Artwork description / Biography
COUSCOUS
On the right side of a split screen appears an assembly of family footage shot in Tripoli in the early ‘60s, over which the artist father’s voice explains his couscous recipe in Italian. While he talks about the recipe, an English text appears on the left side of the screen. This text is not the translation into English of the father’s recipe, but rather an emotional decoding of it.
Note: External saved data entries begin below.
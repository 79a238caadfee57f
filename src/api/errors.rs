use axum::http::{header, HeaderValue, StatusCode};
use axum::response::{IntoResponse, Response};
use axum::Json;
use serde::Serialize;
use serde_json::{json, Value};

use crate::core::time::format_optional;
use crate::services::errors::AttemptError;

#[derive(Debug, Serialize)]
struct ErrorResponse {
    status: u16,
    detail: String,
    #[serde(skip_serializing_if = "Option::is_none")]
    context: Option<Value>,
}

#[derive(Debug)]
pub(crate) enum ApiError {
    Unauthorized(&'static str),
    Forbidden(&'static str),
    BadRequest(String),
    NotFound(String),
    Conflict { detail: String, context: Option<Value> },
    Gone { detail: String, context: Value },
    UnprocessableEntity { detail: String, context: Value },
    Internal(String),
}

impl ApiError {
    /// Log the underlying error with context and return an `Internal` variant.
    pub(crate) fn internal(err: impl std::fmt::Display, context: &str) -> Self {
        tracing::error!(error = %err, "{context}");
        Self::Internal(context.to_string())
    }

    fn parts(self) -> (StatusCode, String, Option<Value>) {
        match self {
            ApiError::Unauthorized(message) => (StatusCode::UNAUTHORIZED, message.to_string(), None),
            ApiError::Forbidden(message) => (StatusCode::FORBIDDEN, message.to_string(), None),
            ApiError::BadRequest(message) => (StatusCode::BAD_REQUEST, message, None),
            ApiError::NotFound(message) => (StatusCode::NOT_FOUND, message, None),
            ApiError::Conflict { detail, context } => (StatusCode::CONFLICT, detail, context),
            ApiError::Gone { detail, context } => (StatusCode::GONE, detail, Some(context)),
            ApiError::UnprocessableEntity { detail, context } => {
                (StatusCode::UNPROCESSABLE_ENTITY, detail, Some(context))
            }
            ApiError::Internal(message) => {
                tracing::error!(error = %message, "Internal server error");
                (StatusCode::INTERNAL_SERVER_ERROR, message, None)
            }
        }
    }
}

impl From<AttemptError> for ApiError {
    fn from(err: AttemptError) -> Self {
        match err {
            AttemptError::Validation(message) => ApiError::BadRequest(message),
            AttemptError::NotFound(message) => ApiError::NotFound(message),
            AttemptError::StateConflict { message, prior } => ApiError::Conflict {
                detail: message,
                context: prior.map(|prior| {
                    json!({
                        "attempt_number": prior.attempt_number,
                        "existing_score": prior.existing_score,
                        "submitted_at": format_optional(prior.submitted_at),
                    })
                }),
            },
            AttemptError::Expired { auto_submitted } => ApiError::Gone {
                detail: "Exam time has expired".to_string(),
                context: json!({ "auto_submitted": auto_submitted }),
            },
            AttemptError::OutOfRange { question_number, requested, max } => {
                ApiError::UnprocessableEntity {
                    detail: format!(
                        "Marks {requested} exceed the maximum of {max} for question {question_number}"
                    ),
                    context: json!({
                        "question_number": question_number,
                        "requested": requested,
                        "max": max,
                    }),
                }
            }
            AttemptError::Conflict { exam_id, retries } => ApiError::Conflict {
                detail: "The exam was modified concurrently; please retry".to_string(),
                context: Some(json!({ "exam_id": exam_id, "retries": retries })),
            },
            AttemptError::Store(err) => ApiError::internal(err, "Exam store failure"),
        }
    }
}

impl IntoResponse for ApiError {
    fn into_response(self) -> Response {
        let unauthorized = matches!(self, ApiError::Unauthorized(_));
        let (status, detail, context) = self.parts();
        let mut response =
            (status, Json(ErrorResponse { status: status.as_u16(), detail, context }))
                .into_response();
        if unauthorized {
            response
                .headers_mut()
                .insert(header::WWW_AUTHENTICATE, HeaderValue::from_static("Bearer"));
        }
        response
    }
}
Using an imaginary dictionary, the artist translates her father’s culinary love into a different conversation.
The father’s Italian voice over serves as a sort of musical score that conveys passion, it might as well be in Arabic or any other language and it is not meant to be translated or subtitled.
BIO
Marina Sagona is an Italian and American multimedia conceptual artist.
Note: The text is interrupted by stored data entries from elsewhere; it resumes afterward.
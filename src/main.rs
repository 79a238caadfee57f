#[tokio::main]
async fn main() -> anyhow::Result<()> {
    if let Err(e) = gradegate::run().await {
        eprintln!("gradegate fatal: {e:#}");
        std::process::exit(1);
    }
    Ok(())
}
She has diverse experiences in the arts. Early in her career, she studied Art History at the University La Sapienza in Rome and was the postmodern artist Mario Schifano’s studio assistant. After arriving in New York in 1995, she illustrated for The New Yorker and the New York Times.
Her curatorial practice includes a collaboration with PS1 MoMA founder and curator Alanna Heiss on the exhibition Senso Unico in New York in 2008 and in 2014 the exhibition Dante Ferretti: Design and Construction for the Cinema at MoMA Museum of Modern Art, New York.
Sagona is also the recipient of the 2019 Domus Artist Residency in Galatina, Italy, and the 2021 Chiquita Room Gallery Residency in Barcelona, Spain.
In 2021, in collaboration with Ravenna Festival, she published the Comedy of Women on Dante’s Divine Comedy’s female figures, with written contributions by Colum McCann, Judith Thurman, Jhumpa Lahiri, Leslie Jamison and Claire Messud.
In 2022 she was nominated for the Louis Comfort Tiffany Foundation Award.
In 2023 her film Stabat Mater won the Cadence Video Poetry Festival award, the Best Script/Concept Award at Ribalta Experimental Film Festival and Best Experimental Film Award at Sipontum Arthouse International Film festival.
In 2024 her film Your Dream is My Dream won the Cleveland Arthouse Film Festival’s Best Experimental Film Award and the Geneva International Film Festival’s Best Experimental Film Award.